§ **What to do**: Both the line containing "mod envelope;" and the line containing "pub use content_type::ContentType;" belong to the span. Output exactly that span from the listing below, and nothing outside it.

§ **Input data**:

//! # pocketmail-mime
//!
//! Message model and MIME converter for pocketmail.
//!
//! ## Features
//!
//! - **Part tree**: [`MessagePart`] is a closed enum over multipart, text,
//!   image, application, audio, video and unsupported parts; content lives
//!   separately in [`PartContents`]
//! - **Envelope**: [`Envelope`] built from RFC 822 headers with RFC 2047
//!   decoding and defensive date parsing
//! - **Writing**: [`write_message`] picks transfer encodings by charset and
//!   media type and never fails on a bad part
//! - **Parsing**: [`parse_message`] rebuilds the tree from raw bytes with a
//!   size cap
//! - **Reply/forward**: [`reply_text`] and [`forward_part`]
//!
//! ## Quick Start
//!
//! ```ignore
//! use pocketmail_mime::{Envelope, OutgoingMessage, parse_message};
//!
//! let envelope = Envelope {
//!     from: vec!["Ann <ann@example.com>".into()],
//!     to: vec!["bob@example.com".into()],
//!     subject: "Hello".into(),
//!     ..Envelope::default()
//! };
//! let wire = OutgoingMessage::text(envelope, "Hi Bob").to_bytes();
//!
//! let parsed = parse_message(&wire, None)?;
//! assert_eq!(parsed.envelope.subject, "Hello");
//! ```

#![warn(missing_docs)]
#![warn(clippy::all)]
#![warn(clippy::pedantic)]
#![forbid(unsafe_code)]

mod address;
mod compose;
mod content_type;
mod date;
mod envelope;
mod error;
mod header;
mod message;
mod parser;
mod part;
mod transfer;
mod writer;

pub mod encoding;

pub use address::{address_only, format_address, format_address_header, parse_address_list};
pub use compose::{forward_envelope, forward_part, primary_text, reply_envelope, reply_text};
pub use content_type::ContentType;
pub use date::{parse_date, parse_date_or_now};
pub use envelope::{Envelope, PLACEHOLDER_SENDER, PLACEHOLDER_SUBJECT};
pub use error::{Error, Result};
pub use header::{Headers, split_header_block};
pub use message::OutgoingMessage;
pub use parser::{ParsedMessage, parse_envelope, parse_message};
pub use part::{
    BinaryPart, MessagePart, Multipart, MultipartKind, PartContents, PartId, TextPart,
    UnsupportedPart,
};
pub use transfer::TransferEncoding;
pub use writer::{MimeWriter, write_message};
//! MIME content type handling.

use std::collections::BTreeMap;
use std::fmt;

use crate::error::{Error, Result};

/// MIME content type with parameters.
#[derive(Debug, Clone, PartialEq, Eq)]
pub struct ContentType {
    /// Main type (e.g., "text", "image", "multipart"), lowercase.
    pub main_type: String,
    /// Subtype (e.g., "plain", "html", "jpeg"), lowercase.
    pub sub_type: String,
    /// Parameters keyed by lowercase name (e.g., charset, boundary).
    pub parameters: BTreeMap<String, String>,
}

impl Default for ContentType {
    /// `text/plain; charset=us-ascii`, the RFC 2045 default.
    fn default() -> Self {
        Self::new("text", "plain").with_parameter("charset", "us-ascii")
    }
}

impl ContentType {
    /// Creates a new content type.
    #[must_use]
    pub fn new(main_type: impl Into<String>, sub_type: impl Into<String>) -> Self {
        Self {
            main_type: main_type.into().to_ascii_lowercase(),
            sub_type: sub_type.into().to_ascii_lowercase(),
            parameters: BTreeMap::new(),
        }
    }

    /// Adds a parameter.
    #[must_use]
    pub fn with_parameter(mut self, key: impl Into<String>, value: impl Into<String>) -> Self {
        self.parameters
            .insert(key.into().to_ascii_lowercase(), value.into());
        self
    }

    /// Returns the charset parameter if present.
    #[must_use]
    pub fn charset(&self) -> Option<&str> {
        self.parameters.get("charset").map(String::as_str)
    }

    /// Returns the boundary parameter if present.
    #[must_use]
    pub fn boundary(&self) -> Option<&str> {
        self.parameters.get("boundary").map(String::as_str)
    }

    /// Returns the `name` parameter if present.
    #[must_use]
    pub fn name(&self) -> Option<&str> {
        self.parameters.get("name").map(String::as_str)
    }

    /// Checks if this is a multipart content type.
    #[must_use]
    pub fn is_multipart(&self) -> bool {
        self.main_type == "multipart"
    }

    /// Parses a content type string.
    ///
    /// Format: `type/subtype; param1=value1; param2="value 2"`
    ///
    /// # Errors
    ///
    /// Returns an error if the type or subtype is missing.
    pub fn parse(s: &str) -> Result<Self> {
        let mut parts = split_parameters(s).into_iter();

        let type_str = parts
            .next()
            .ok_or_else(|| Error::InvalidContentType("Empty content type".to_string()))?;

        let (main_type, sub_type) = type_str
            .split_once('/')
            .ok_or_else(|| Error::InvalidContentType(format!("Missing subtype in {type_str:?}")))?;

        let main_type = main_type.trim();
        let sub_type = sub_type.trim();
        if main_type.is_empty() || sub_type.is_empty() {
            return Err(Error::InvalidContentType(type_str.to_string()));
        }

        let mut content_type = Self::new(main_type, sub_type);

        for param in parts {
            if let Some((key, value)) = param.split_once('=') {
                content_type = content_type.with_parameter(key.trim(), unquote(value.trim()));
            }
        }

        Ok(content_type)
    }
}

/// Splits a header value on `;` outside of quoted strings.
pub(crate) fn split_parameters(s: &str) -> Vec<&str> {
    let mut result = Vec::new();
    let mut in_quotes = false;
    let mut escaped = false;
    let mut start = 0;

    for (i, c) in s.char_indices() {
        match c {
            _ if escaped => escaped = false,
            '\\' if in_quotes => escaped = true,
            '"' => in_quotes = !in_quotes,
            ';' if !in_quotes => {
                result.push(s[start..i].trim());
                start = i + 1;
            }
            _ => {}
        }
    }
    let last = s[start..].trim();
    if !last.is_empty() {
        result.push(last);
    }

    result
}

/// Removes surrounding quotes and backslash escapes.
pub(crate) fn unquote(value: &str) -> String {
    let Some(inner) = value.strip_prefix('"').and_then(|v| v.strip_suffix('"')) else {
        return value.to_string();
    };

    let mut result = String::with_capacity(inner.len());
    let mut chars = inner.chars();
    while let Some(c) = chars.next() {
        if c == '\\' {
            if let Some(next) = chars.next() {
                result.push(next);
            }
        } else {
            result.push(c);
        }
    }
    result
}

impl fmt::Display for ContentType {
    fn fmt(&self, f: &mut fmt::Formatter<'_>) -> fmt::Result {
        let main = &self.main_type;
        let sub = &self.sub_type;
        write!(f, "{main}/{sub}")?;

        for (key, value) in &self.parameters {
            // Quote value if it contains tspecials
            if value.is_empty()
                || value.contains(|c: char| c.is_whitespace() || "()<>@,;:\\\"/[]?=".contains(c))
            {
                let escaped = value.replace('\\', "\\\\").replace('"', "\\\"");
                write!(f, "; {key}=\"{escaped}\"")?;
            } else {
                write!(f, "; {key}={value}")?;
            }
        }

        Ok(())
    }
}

§ **Your solution**:
mod envelope;
mod error;
mod header;
mod message;
mod parser;
mod part;
mod transfer;
mod writer;

pub mod encoding;

pub use address::{address_only, format_address, format_address_header, parse_address_list};
pub use compose::{forward_envelope, forward_part, primary_text, reply_envelope, reply_text};
pub use content_type::ContentType;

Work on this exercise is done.